Никогда раньше не задумывалась о подобном, но сейчас мне почему-то стало за себя стыдно.
– Не важно, – качнул головой Ригуми Шаа; он выглядел задумчивым. Мимо любопытной тенью проскользнул Тейт, потоптался немного на границе светового круга и исчез в темноте. Остальных не было не то что видно, но и слышно, даже непоседу Айку. – Овеществление ничто – почти то же самое. Важно, разумеется, что получится в итоге. Но куда важнее другое. Ты поняла сегодня, что именно?
– Да, – тихо ответила я, машинально обнимая себя.

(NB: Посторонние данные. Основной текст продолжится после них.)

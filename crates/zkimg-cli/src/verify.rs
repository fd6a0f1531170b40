//! `zkimg verify`: check a bundle against locally known verification keys.

use std::path::PathBuf;

use anyhow::Result;
use clap::Args;
use zkimg_chain::ImageProofService;
use zkimg_zkp::ProvingBackend;

use crate::{read_bundle, Bundle};

#[derive(Args, Debug)]
pub struct VerifyArgs {
    /// Chain bundle or tile proof set (JSON).
    pub bundle: PathBuf,
}

/// Exit code 0 for a valid bundle, 1 otherwise.
pub fn run_verify<B: ProvingBackend>(args: &VerifyArgs, service: &ImageProofService<B>) -> Result<u8> {
    let bundle = read_bundle(&args.bundle)?;
    let verdict = match &bundle {
        Bundle::Chain(chain) => service
            .verify_external_chain_detailed(chain)
            .map(|(initial, last)| format!("chain of {} steps, initial {initial}, final {last}", chain.steps.len()))
            .map_err(|e| e.to_string()),
        Bundle::Tiles(set) => service
            .verify_tile_proofs_detailed(set)
            .map(|root| format!("{} over {} tiles, root {root}", set.transformation, set.tiles.len()))
            .map_err(|e| e.to_string()),
    };
    match verdict {
        Ok(summary) => {
            println!("VALID: {summary}");
            Ok(0)
        }
        Err(reason) => {
            println!("INVALID: {reason}");
            Ok(1)
        }
    }
}
//! Grayscale circuit: `30R + 59G + 11B == 100*gray - neg_rem + pos_rem`
//! per pixel, with `pos_rem <= 49`, `neg_rem <= 50` and at most one of
//! them non-zero. Exactly one `gray` satisfies this for every pixel.

use zkimg_core::arith::{luminance_numerator, RoundingSplit, GRAY_SCALE};
use zkimg_core::params::names::*;
use zkimg_core::transform::grayscale;
use zkimg_core::{CircuitParams, ColorSpace, Deadline, Dimensions, InputError, PixelMatrix, TransformKind};

use super::{commitment_constraints, AuxValues};
use crate::error::ProofGenerationError;

/// One equality plus two 6-bit range checks and the exclusivity product.
const CONSTRAINTS_PER_PIXEL: u64 = 1 + 2 * 6 + 1;

#[derive(Debug, Clone, Copy, PartialEq, Eq, Hash)]
pub struct GrayscaleShape {
    pub dims: Dimensions,
}

impl GrayscaleShape {
    pub fn from_params(params: &CircuitParams) -> Result<Self, InputError> {
        let kind = TransformKind::Grayscale;
        let dims = Dimensions::new(params.require(kind, ORIG_WIDTH)?, params.require(kind, ORIG_HEIGHT)?);
        if dims.is_empty() {
            return Err(InputError::InvalidParameters {
                kind: kind.to_string(),
                reason: format!("image {dims} is empty"),
            });
        }
        Ok(Self { dims })
    }

    pub fn params(&self) -> CircuitParams {
        CircuitParams::new()
            .with(ORIG_WIDTH, self.dims.width)
            .with(ORIG_HEIGHT, self.dims.height)
    }

    pub fn estimated_constraints(&self) -> u64 {
        self.dims.pixel_count() as u64 * CONSTRAINTS_PER_PIXEL
            + commitment_constraints(self.dims, ColorSpace::Rgb)
            + commitment_constraints(self.dims, ColorSpace::Gray)
    }

    pub fn synthesize(&self, pre: &PixelMatrix) -> Result<PixelMatrix, InputError> {
        grayscale(pre)
    }

    pub fn prepare_aux(&self, pre: &PixelMatrix, post: &PixelMatrix) -> AuxValues {
        let mut aux = AuxValues::with_capacity(self.dims.pixel_count());
        for y in 0..self.dims.height {
            for x in 0..self.dims.width {
                let p = pre.pixel(x, y);
                let numerator = luminance_numerator(p[0], p[1], p[2]);
                aux.push(RoundingSplit::against(
                    numerator,
                    GRAY_SCALE,
                    u64::from(post.sample(x, y, 0)),
                ));
            }
        }
        aux
    }

    pub fn check(
        &self,
        pre: &PixelMatrix,
        post: &PixelMatrix,
        aux: &AuxValues,
        deadline: Deadline,
    ) -> Result<(), ProofGenerationError> {
        let violation = |constraint, x, y| ProofGenerationError::UnsatisfiedConstraint {
            circuit: "grayscale",
            constraint,
            x,
            y,
            channel: 0,
        };
        if aux.len() != self.dims.pixel_count() {
            return Err(violation("remainder witness", 0, 0));
        }
        let mut index = 0usize;
        for y in 0..self.dims.height {
            if deadline.expired() {
                return Err(ProofGenerationError::Timeout);
            }
            for x in 0..self.dims.width {
                let (pos_rem, neg_rem) = aux.get(index).ok_or_else(|| violation("remainder witness", x, y))?;
                index += 1;
                let p = pre.pixel(x, y);
                let split = RoundingSplit {
                    quotient: u64::from(post.sample(x, y, 0)),
                    pos_rem,
                    neg_rem,
                };
                if !split.is_valid(luminance_numerator(p[0], p[1], p[2]), GRAY_SCALE) {
                    return Err(violation("rounding", x, y));
                }
            }
        }
        Ok(())
    }
}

Эта погруженность в процесс, в созидание… Нечто подобное я ощущала, когда экспериментировала с эмпатическим куполом. Не ради результата, а просто потому что мне было интересно и приятно узнавать границы своих возможностей и создавать новое.
Суть магии в этом?
– Большинство свободных отрицают радость творения, – негромко произнёс Ригуми Шаа. – В том и лежит корень разногласий. Спор о судьбе людей побережья – всего лишь предлог. Магия не должна превращаться в инструмент, помогающий заполучить власть или богатство. Магия, сотворённая из гордости, только ради результата, без радости – то, что сотворило горы вокруг, Трикси-кан, и то, что населило их чудовищами и смертью. Путь тщеславия или жадности – трудный путь, потому что он превращает магию в силу. И это страшно. Ты понимаешь?
– Не совсем, – ответила я неуверенно. – Но, кажется, чувствую.